What is expected
Across all the lines of the following material, count those that include the word "AllocateDms" and give only the result.

Exercise inputs
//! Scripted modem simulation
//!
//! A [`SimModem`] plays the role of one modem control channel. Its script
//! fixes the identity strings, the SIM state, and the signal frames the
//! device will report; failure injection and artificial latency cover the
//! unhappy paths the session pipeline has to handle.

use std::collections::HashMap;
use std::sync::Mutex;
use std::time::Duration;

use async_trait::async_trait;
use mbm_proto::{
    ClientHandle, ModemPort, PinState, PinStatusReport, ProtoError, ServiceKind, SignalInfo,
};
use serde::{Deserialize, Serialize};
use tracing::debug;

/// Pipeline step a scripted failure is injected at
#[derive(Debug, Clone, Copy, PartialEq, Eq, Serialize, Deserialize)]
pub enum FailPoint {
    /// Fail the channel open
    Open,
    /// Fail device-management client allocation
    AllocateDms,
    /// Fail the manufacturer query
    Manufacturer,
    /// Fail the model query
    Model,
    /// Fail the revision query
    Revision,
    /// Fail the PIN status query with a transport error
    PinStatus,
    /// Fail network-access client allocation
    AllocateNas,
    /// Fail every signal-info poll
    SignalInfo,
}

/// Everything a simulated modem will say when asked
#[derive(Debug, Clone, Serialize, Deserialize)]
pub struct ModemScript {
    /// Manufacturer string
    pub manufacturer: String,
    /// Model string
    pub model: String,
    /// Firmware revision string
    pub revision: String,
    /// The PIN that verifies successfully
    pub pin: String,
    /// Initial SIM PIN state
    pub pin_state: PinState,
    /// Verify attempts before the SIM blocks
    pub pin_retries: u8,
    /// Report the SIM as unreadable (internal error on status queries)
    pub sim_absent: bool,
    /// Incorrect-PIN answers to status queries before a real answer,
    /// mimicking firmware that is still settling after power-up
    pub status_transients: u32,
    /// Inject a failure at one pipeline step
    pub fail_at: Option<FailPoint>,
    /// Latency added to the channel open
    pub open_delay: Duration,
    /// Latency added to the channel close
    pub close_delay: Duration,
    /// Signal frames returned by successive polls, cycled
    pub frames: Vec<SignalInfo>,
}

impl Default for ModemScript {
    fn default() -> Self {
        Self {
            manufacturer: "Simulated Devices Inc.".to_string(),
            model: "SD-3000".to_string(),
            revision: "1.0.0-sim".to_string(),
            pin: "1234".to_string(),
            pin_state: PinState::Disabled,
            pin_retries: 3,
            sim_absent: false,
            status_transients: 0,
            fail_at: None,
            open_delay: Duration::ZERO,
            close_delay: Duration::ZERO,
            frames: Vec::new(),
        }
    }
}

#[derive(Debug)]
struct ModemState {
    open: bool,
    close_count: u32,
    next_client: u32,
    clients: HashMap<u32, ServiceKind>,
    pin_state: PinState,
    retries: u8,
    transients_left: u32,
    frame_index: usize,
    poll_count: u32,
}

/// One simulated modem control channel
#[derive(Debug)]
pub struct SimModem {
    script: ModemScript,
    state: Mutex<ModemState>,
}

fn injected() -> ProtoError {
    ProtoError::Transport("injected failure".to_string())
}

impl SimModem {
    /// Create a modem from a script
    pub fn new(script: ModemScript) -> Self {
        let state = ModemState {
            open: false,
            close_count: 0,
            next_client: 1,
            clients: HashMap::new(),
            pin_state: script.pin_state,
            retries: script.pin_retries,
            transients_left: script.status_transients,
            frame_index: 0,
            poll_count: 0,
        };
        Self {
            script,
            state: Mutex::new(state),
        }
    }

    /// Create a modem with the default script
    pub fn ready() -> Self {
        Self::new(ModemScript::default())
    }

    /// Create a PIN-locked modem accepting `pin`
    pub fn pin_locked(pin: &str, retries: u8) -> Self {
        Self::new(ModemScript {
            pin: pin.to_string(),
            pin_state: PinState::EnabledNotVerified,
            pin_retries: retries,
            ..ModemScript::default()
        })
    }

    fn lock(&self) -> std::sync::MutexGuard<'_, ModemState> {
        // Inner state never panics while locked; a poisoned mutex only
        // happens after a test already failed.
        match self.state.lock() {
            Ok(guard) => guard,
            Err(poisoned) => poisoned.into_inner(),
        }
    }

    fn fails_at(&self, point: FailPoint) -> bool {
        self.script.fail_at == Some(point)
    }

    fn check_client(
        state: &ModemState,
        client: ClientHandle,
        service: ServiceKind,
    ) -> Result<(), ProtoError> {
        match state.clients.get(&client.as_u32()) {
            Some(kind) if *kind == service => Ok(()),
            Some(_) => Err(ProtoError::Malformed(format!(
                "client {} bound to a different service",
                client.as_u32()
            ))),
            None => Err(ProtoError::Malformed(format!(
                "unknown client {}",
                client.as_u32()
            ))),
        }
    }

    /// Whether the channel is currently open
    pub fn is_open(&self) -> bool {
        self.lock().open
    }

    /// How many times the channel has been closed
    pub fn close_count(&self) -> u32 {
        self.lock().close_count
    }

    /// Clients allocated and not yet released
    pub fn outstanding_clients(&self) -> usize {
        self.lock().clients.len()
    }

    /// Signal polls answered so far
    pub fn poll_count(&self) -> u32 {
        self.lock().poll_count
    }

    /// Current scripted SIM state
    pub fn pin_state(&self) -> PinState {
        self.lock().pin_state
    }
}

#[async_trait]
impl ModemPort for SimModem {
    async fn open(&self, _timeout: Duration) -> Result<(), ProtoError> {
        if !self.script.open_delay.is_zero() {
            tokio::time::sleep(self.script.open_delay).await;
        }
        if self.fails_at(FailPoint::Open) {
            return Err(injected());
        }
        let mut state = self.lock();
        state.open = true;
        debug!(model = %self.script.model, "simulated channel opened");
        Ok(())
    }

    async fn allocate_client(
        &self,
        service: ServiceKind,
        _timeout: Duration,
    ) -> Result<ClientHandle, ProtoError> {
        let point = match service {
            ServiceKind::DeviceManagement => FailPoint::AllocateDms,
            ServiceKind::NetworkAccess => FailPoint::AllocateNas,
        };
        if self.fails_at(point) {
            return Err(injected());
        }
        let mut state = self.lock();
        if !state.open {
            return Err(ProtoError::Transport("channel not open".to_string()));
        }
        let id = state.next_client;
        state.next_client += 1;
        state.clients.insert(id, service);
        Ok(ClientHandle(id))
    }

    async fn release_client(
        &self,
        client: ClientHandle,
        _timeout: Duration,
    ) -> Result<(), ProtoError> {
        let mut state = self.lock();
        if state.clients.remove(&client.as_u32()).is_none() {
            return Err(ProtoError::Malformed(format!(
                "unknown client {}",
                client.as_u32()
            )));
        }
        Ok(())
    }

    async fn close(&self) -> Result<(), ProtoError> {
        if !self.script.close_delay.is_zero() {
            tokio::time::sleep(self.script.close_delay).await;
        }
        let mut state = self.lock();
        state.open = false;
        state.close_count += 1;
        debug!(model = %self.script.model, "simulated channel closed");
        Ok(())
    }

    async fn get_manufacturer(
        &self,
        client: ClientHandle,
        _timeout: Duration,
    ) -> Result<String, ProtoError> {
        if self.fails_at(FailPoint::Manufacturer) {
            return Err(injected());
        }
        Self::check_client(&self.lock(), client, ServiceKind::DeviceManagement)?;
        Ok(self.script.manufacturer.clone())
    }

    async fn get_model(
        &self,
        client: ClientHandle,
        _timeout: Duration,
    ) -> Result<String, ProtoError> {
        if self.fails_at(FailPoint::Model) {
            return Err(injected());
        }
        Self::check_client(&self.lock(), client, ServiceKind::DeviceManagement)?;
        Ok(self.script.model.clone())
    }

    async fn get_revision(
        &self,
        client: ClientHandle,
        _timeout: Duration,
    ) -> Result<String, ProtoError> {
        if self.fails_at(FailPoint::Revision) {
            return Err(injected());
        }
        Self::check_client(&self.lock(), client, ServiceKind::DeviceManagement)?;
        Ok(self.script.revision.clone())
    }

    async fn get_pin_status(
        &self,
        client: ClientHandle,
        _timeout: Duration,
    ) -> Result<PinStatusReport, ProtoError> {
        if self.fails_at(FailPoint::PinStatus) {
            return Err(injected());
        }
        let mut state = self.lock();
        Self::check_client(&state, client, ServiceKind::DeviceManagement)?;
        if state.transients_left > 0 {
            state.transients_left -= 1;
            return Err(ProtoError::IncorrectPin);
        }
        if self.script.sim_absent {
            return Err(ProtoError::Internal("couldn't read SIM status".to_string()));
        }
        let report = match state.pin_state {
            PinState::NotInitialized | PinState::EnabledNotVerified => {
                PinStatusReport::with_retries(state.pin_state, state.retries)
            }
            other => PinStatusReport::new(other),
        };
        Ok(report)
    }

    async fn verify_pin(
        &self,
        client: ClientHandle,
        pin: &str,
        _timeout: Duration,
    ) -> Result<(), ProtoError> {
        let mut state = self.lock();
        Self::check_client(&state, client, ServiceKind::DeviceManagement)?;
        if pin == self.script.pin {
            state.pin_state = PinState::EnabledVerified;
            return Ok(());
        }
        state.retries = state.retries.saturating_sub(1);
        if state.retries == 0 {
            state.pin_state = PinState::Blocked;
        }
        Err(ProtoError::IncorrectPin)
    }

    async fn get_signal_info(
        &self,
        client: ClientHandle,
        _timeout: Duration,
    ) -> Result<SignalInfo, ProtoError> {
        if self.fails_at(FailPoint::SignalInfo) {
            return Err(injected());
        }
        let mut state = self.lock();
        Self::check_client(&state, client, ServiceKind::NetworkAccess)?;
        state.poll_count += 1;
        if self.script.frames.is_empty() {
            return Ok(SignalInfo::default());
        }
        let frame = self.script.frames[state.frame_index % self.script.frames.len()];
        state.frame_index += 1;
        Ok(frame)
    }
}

Solution to this problem
2